In an assignment where I required students to analyze a short film, Zachary Marano submitted “Nanook of the North: Inventions Toward Racism.” This 1:23:00 film is clearly not a short film; something Marano acknowledged. In his essay, he wrote that “I question the limitation of analyzing just short films.” He then proceeds to develop a cogent argument as to why I gave a flawed assignment. I published Marano’s essay with other student work and have continued to assign it in my film classes since he wrote it.
It might be easier for me to simply assign students to undertake research on the Satipatthana Sutta, Jimmy F. Bloink Furniture,3 or other topics that interest me at any given moment. But more valuable learning comes from engaging students in discussion about subjects that are meaningful to them. A student limited only to my interests cannot do their work. “The College Experience: A Modern Day Paddy West?”4 is so successful because it is inspired by Andrew Shaw’s interests, not mine.
Some students will not take advantage of the opportunities we offer them to become more involved in their educations. Those students are no worse off than if we had never provided the opportunity. If we don’t provide opportunities, we do a disservice to the majority of our students who want to make meaningful connections between their academics and their personal lives.
Image: Climbing to the Heights
Living Up to Our Expectations
Because of Dr. Jesse Stommel and other individuals associated with Hybrid Pedagogy, a few years ago, I re-read the second chapter of Paulo Freire’s Pedagogy of the Oppressed5 which I had not opened since graduate school. Even though I still find the text extremely demanding, I assigned the chapter to my introductory composition students on the first day of the semester. Because I had no doubt that my students could successfully tackle Freire, they never had the chance to realize that Pedagogy of the Oppressed is “too difficult” to assign to undergraduates in introductory courses.

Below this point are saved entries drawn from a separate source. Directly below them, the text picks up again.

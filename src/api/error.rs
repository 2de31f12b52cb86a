use actix_web::{http::StatusCode, HttpResponse, ResponseError};
use std::borrow::Cow;

#[derive(thiserror::Error, Debug)]
pub enum Error {
    #[error("Bad Request: {0}")]
    BadRequest(Cow<'static, str>),
    #[error("Not Found: {0}")]
    NotFound(Cow<'static, str>),
    #[error("Method not allowed")]
    MethodNotAllowed,
    #[error("Conflict: {0}")]
    Conflict(Cow<'static, str>),
    #[error("Internal Server Error")]
    InternalServer,
}

/// Failure envelope shared by every endpoint: `{"success": false, "error": "..."}`.
#[derive(serde::Serialize, serde::Deserialize, Debug)]
pub struct ErrorBody {
    pub success: bool,
    pub error: Cow<'static, str>,
}

impl Error {
    pub fn bad_request(msg: impl Into<Cow<'static, str>>) -> Self {
        Self::BadRequest(msg.into())
    }
}

impl ResponseError for Error {
    fn status_code(&self) -> StatusCode {
        match *self {
            Error::BadRequest(_) => StatusCode::BAD_REQUEST,
            Error::NotFound(_) => StatusCode::NOT_FOUND,
            Error::MethodNotAllowed => StatusCode::METHOD_NOT_ALLOWED,
            Error::Conflict(_) => StatusCode::CONFLICT,
            Error::InternalServer => StatusCode::INTERNAL_SERVER_ERROR,
        }
    }

    fn error_response(&self) -> HttpResponse {
        let message: Cow<'static, str> = match self {
            Error::NotFound(msg) | Error::Conflict(msg) | Error::BadRequest(msg) => msg.clone(),
            Error::MethodNotAllowed => "Method not allowed".into(),
            Error::InternalServer => "Internal Server Error".into(),
        };

        HttpResponse::build(self.status_code()).json(ErrorBody { success: false, error: message })
    }
}

#[derive(thiserror::Error, Debug)]
pub enum SystemError {
    // sqlx errors
    #[error("Database Error : {0}")]
    DatabaseError(Cow<'static, str>),
    // serde errors
    #[error("JSON Serialization/Deserialization Error")]
    JsonError(#[from] serde_json::Error),
    // Custom Errors
    #[error("Not Found: {0}")]
    NotFound(Cow<'static, str>),
    #[error("Conflict: {0}")]
    Conflict(Cow<'static, str>),
    #[error("Internal System Error: {0}")]
    InternalError(Box<dyn std::error::Error + Send + Sync>),
}

impl From<SystemError> for Error {
    fn from(value: SystemError) -> Self {
        match value {
            SystemError::NotFound(msg) => Error::NotFound(msg),
            SystemError::Conflict(msg) => Error::Conflict(msg),
            _ => {
                log::error!("Internal Server Error: {:?}", value);
                Error::InternalServer
            }
        }
    }
}

impl From<sqlx::Error> for SystemError {
    fn from(err: sqlx::Error) -> Self {
        if let sqlx::Error::RowNotFound = err {
            return SystemError::NotFound("Resource not found".into());
        }
        if let sqlx::Error::Database(db_err) = &err {
            return match db_err.code().as_deref() {
                Some("23505") => {
                    log::warn!(
                        "Unique violation on {:?}: {}",
                        db_err.constraint(),
                        db_err.message()
                    );
                    SystemError::Conflict("Application already exists".into())
                }
                _ => {
                    log::error!("Unhandled DB error: {:?}", db_err);
                    SystemError::DatabaseError(db_err.message().to_string().into())
                }
            };
        }
        log::error!("{:?}", err);
        SystemError::InternalError(Box::new(err))
    }
}

impl SystemError {
    pub fn not_found(msg: impl Into<Cow<'static, str>>) -> Self {
        Self::NotFound(msg.into())
    }

    pub fn conflict(msg: impl Into<Cow<'static, str>>) -> Self {
        Self::Conflict(msg.into())
    }
}

#[cfg(test)]
mod tests {
    use super::*;
    use actix_web::body::MessageBody;

    #[test]
    fn test_system_error_maps_to_http_status() {
        let err: Error = SystemError::not_found("Application not found").into();
        assert_eq!(err.status_code(), StatusCode::NOT_FOUND);

        let err: Error = SystemError::conflict("Application already exists").into();
        assert_eq!(err.status_code(), StatusCode::CONFLICT);

        let err: Error = SystemError::DatabaseError("connection reset".into()).into();
        assert_eq!(err.status_code(), StatusCode::INTERNAL_SERVER_ERROR);
    }

    #[test]
    fn test_error_response_carries_success_false() {
        let response = Error::bad_request("Missing application ID").error_response();
        assert_eq!(response.status(), StatusCode::BAD_REQUEST);

        let bytes = response.into_body().try_into_bytes().unwrap();
        let body: ErrorBody = serde_json::from_slice(&bytes).unwrap();
        assert!(!body.success);
        assert_eq!(body.error, "Missing application ID");
    }

    #[test]
    fn test_internal_error_hides_details() {
        let err: Error = SystemError::InternalError("pool exhausted".into()).into();
        let bytes = err.error_response().into_body().try_into_bytes().unwrap();
        let body: ErrorBody = serde_json::from_slice(&bytes).unwrap();
        assert_eq!(body.error, "Internal Server Error");
    }
}
use actix_web::web;

use crate::modules::analytics::handle::{get_analytics, track_event};
use crate::modules::application::handle::method_not_allowed;

pub fn configure(cfg: &mut web::ServiceConfig) {
    cfg.service(
        web::resource("/analytics")
            .route(web::get().to(get_analytics))
            .route(web::post().to(track_event))
            .default_service(web::to(method_not_allowed)),
    );
}
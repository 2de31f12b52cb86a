use std::sync::Arc;

use tokio::task::JoinHandle;
use tracing::{debug, warn};

use crate::client::{
    fallback::{FallbackStore, LocalSnapshot},
    submission::{Delivery, SubmitError},
    transport::{RemoteApi, ANALYTICS},
    ClientConfig,
};
use crate::modules::analytics::{
    model::{platform_key, AnalyticsEvent, AnalyticsSummary},
    schema::{PageViewEntity, SocialClickEntity},
};
use crate::utils;

/// Best-effort usage counters. Recording never blocks the caller and never fails
/// loudly: remote first, local fallback when the backend is unreachable.
#[derive(Clone)]
pub struct AnalyticsRecorder {
    remote: RemoteApi,
    fallback: Arc<dyn FallbackStore>,
}

impl AnalyticsRecorder {
    pub fn new(config: &ClientConfig, fallback: Arc<dyn FallbackStore>) -> Result<Self, SubmitError> {
        Ok(Self { remote: RemoteApi::new(config)?, fallback })
    }

    pub fn record_page_view(&self) -> JoinHandle<()> {
        self.spawn(AnalyticsEvent::TrackPageView)
    }

    pub fn record_social_click(&self, platform: impl Into<String>) -> JoinHandle<()> {
        self.spawn(AnalyticsEvent::social_click(platform))
    }

    fn spawn(&self, event: AnalyticsEvent) -> JoinHandle<()> {
        let recorder = self.clone();
        tokio::spawn(async move {
            match recorder.track(&event).await {
                Ok(delivery) => debug!(?event, ?delivery, "analytics recorded"),
                Err(e) => warn!(?event, error = %e, "failed to record analytics"),
            }
        })
    }

    pub async fn track(&self, event: &AnalyticsEvent) -> Result<Delivery, SubmitError> {
        match self.remote.post::<_, serde_json::Value>(ANALYTICS, &[], event).await {
            Ok(_) => Ok(Delivery::Remote),
            Err(SubmitError::Transport(reason)) => {
                debug!(%reason, "backend unreachable, counting locally");
                let today = utils::today();
                match event {
                    AnalyticsEvent::TrackPageView => {
                        self.fallback.increment_page_view(today).await?;
                    }
                    AnalyticsEvent::TrackSocialClick { platform } => {
                        let platform = platform_key(platform.as_deref());
                        self.fallback.increment_social_click(today, platform).await?;
                    }
                }
                Ok(Delivery::Fallback)
            }
            Err(e) => Err(e),
        }
    }

    /// Remote summary, or one built from the local counters when the backend is down.
    pub async fn summary(&self) -> Result<AnalyticsSummary, SubmitError> {
        match self.remote.get::<AnalyticsSummary>(ANALYTICS).await {
            Ok(envelope) => Ok(envelope.data.unwrap_or_default()),
            Err(SubmitError::Transport(reason)) => {
                warn!(%reason, "backend unreachable, summarizing local analytics");
                Ok(local_summary(self.fallback.snapshot().await?))
            }
            Err(e) => Err(e),
        }
    }
}

fn local_summary(snapshot: LocalSnapshot) -> AnalyticsSummary {
    let page_views = snapshot
        .page_views
        .into_iter()
        .rev()
        .map(|(date, views)| PageViewEntity { date, views: views as i64 })
        .collect();
    let social_analytics = snapshot
        .social_analytics
        .into_iter()
        .rev()
        .flat_map(|(date, platforms)| {
            platforms.into_iter().map(move |(platform, clicks)| SocialClickEntity {
                date,
                platform,
                clicks: clicks as i64,
            })
        })
        .collect();

    AnalyticsSummary { page_views, social_analytics, application_stats: Vec::new() }
}

#[cfg(test)]
mod tests {
    use super::*;
    use crate::client::fallback::MemoryFallbackStore;
    use std::time::Duration;

    fn unreachable() -> (AnalyticsRecorder, Arc<MemoryFallbackStore>) {
        let store = Arc::new(MemoryFallbackStore::new());
        let config = ClientConfig::new("http://127.0.0.1:1/api").with_timeout(Duration::from_secs(2));
        (AnalyticsRecorder::new(&config, store.clone()).unwrap(), store)
    }

    #[tokio::test]
    async fn test_page_views_fall_back_without_losing_updates() {
        let (recorder, store) = unreachable();

        let (a, b) = tokio::join!(recorder.record_page_view(), recorder.record_page_view());
        a.unwrap();
        b.unwrap();

        let snapshot = store.snapshot().await.unwrap();
        assert_eq!(snapshot.page_views.get(&utils::today()), Some(&2));
    }

    #[tokio::test]
    async fn test_social_click_without_platform_counts_as_unknown() {
        let (recorder, store) = unreachable();

        let delivery =
            recorder.track(&AnalyticsEvent::TrackSocialClick { platform: None }).await.unwrap();
        assert_eq!(delivery, Delivery::Fallback);
        recorder.record_social_click("instagram").await.unwrap();

        let summary = recorder.summary().await.unwrap();
        let mut platforms: Vec<(String, i64)> =
            summary.social_analytics.into_iter().map(|s| (s.platform, s.clicks)).collect();
        platforms.sort();
        assert_eq!(platforms, [("instagram".to_string(), 1), ("unknown".to_string(), 1)]);
        assert!(store.snapshot().await.unwrap().page_views.is_empty());
    }

    #[tokio::test]
    async fn test_blank_platform_is_counted_as_unknown_locally() {
        let (recorder, store) = unreachable();

        recorder.record_social_click("   ").await.unwrap();
        recorder.record_social_click(" facebook ").await.unwrap();

        let snapshot = store.snapshot().await.unwrap();
        let clicks = &snapshot.social_analytics[&utils::today()];
        assert_eq!(clicks.get("unknown"), Some(&1));
        assert_eq!(clicks.get("facebook"), Some(&1));
        assert_eq!(clicks.len(), 2);
    }
}
use actix_web::web;

use crate::modules::application::handle::{
    delete_application, list_applications, method_not_allowed, post_application,
};

pub fn configure(cfg: &mut web::ServiceConfig) {
    cfg.service(
        web::resource("/applications")
            .route(web::get().to(list_applications))
            .route(web::post().to(post_application))
            .route(web::delete().to(delete_application))
            .default_service(web::to(method_not_allowed)),
    );
}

I appreciate the view of critics who might argue that the vocabulary, concepts, and structure of Pedagogy of the Oppressed makes the book too much of a challenge for undergraduate students. On the surface, these critics are not wrong in their assessment. But such criticism fails to take into consideration that I did not assign Pedagogy of the Oppressed in the same way that Dr. Glenn Wright assigned the book to me more than 30 years ago.
Dr. Wright told me to read the entire book and expected me to be successful. This was an appropriate expectation for a graduate student, but his pedagogical approach would not have worked for my undergraduate students. When my students begin reading the second chapter of Pedagogy of the Oppressed, I initially assigned only the first six paragraphs, not the entire chapter.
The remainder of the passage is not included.